Hey all! I am really proud..it seems like most people have been gaining control over binges, to the extent that they end up being the "mini-binges" that Silver et al are talking about, where you stay either within your calorie target for the day, or eat some extra calories of good stuff like Kae said. I don't really know if I binged...on Saturday I was doing really well, and then I went over my normal calorie target with my friends by not too much (so I ate my maintenance calories). I felt pretty crappy about it, even though I had worked out that day, and, lo and behold, I weighed myself Sunday morning and was 3 lbs heavier!!! I tried to chalk it up to water weight or something, but I have been feeling so crappy since then, and am now afraid to weigh myself again (I might wait until tomorrow morning). So then all day Sunday I felt like I looked like a pig, and you know what that triggers...luckily I wouldn't call it an all-out, uncontrolled binge, but I ate like 1 slice of deep dish pizza, one piece of thin crust pizza, 1 truffle, & a couple pieces of easter "gum" which ended up being about 607 calories. My overall calories for the day, then ended up being ~1300 to 1400, which was where I had wanted it to be, but was at least half comprised of that sort of "garbage" food, so I feel gross right now =( =(
I feel so horrible, and I didn't even get that out of control!! Plus my friend took these pictures on saturday night that were REALLLY unflattering of me and really have impacted how I feel about myself...
Well, I guess today is a new day, and I'll say Day 2 without bingeing (I'll count Saturday as one..)

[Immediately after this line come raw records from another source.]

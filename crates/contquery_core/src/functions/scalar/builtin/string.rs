use contquery_error::Result;

use crate::arrays::datatype::DataType;
use crate::arrays::scalar::ScalarValue;
use crate::execution::ExecutionContext;
use crate::functions::documentation::{Category, Documentation, Example};
use crate::functions::scalar::{ScalarFunction, ScalarFunctionSet, check_arg, check_arity};

pub const FUNCTION_SET_LOWER: ScalarFunctionSet = ScalarFunctionSet {
    name: "lower",
    aliases: &[],
    doc: &Documentation {
        category: Category::String,
        description: "Convert the string to lowercase.",
        arguments: &["string"],
        example: Some(Example {
            example: "lower('ABC')",
            output: "abc",
        }),
    },
    function: &Lower,
};

pub const FUNCTION_SET_UPPER: ScalarFunctionSet = ScalarFunctionSet {
    name: "upper",
    aliases: &[],
    doc: &Documentation {
        category: Category::String,
        description: "Convert the string to uppercase.",
        arguments: &["string"],
        example: Some(Example {
            example: "upper('ABC')",
            output: "ABC",
        }),
    },
    function: &Upper,
};

pub const FUNCTION_SET_LENGTH: ScalarFunctionSet = ScalarFunctionSet {
    name: "length",
    aliases: &["char_length", "character_length"],
    doc: &Documentation {
        category: Category::String,
        description: "Get the number of characters in a string.",
        arguments: &["string"],
        example: Some(Example {
            example: "length('tschüß')",
            output: "6",
        }),
    },
    function: &Length,
};

fn map_str(args: &[ScalarValue], f: impl Fn(&str) -> ScalarValue) -> Result<ScalarValue> {
    match &args[0] {
        ScalarValue::Null => Ok(ScalarValue::Null),
        v => Ok(f(v.try_as_str()?)),
    }
}

#[derive(Debug, Clone, Copy, PartialEq, Eq)]
pub struct Lower;

impl ScalarFunction for Lower {
    fn return_type(&self, inputs: &[DataType]) -> Result<DataType> {
        check_arity("lower", inputs, 1)?;
        check_arg("lower", &inputs[0], DataType::Utf8)?;
        Ok(DataType::Utf8)
    }

    fn invoke(&self, args: &[ScalarValue], _ctx: &ExecutionContext) -> Result<ScalarValue> {
        map_str(args, |s| s.to_lowercase().into())
    }
}

#[derive(Debug, Clone, Copy, PartialEq, Eq)]
pub struct Upper;

impl ScalarFunction for Upper {
    fn return_type(&self, inputs: &[DataType]) -> Result<DataType> {
        check_arity("upper", inputs, 1)?;
        check_arg("upper", &inputs[0], DataType::Utf8)?;
        Ok(DataType::Utf8)
    }

    fn invoke(&self, args: &[ScalarValue], _ctx: &ExecutionContext) -> Result<ScalarValue> {
        map_str(args, |s| s.to_uppercase().into())
    }
}

#[derive(Debug, Clone, Copy, PartialEq, Eq)]
pub struct Length;

impl ScalarFunction for Length {
    fn return_type(&self, inputs: &[DataType]) -> Result<DataType> {
        check_arity("length", inputs, 1)?;
        check_arg("length", &inputs[0], DataType::Utf8)?;
        Ok(DataType::Int64)
    }

    fn invoke(&self, args: &[ScalarValue], _ctx: &ExecutionContext) -> Result<ScalarValue> {
        map_str(args, |s| ScalarValue::Int64(s.chars().count() as i64))
    }
}

#[cfg(test)]
mod tests {
    use super::*;

    #[test]
    fn string_functions() {
        let ctx = ExecutionContext::new(0);
        // (function, input, expected)
        let cases: [(&dyn ScalarFunction, ScalarValue, ScalarValue); 4] = [
            (&Lower, "AbC".into(), "abc".into()),
            (&Upper, "AbC".into(), "ABC".into()),
            (&Length, "tschüß".into(), ScalarValue::Int64(6)),
            (&Length, ScalarValue::Null, ScalarValue::Null),
        ];
        for (func, input, expected) in cases {
            assert_eq!(expected, func.invoke(&[input], &ctx).unwrap());
        }
    }
}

creedy23, don't beat yourself up! You look pretty damn inshape to me from that little thumbnail, and if you stayed in your calorie range there is NO way you gained 3 lbs fat in one night. its probably from an overconsumption of sodium which causes your body to retain water (you might already know that), but I'd suggest just watching the sodium and drinnking looots of water. I know how you feel about the pics- my friends take loads and theres always some that make me feel ****, but w/e theyre just pics, and we're here to get in shape. i use them as motivation :P Good job on the minibinge that stayed in your calories.
Today's my family's easter celebration day, so I saved my cals for the chocolates and feel pretty queasy right now from those cadbury eggs, but hey- I don't feel like eating anymore :)
I really want to thank you all for your input :)
yep, jolie...cadbury eggs are SOOOOOOOOO rich, they make me queasy too.
we are a REALLY supportive bunch...this is COOL!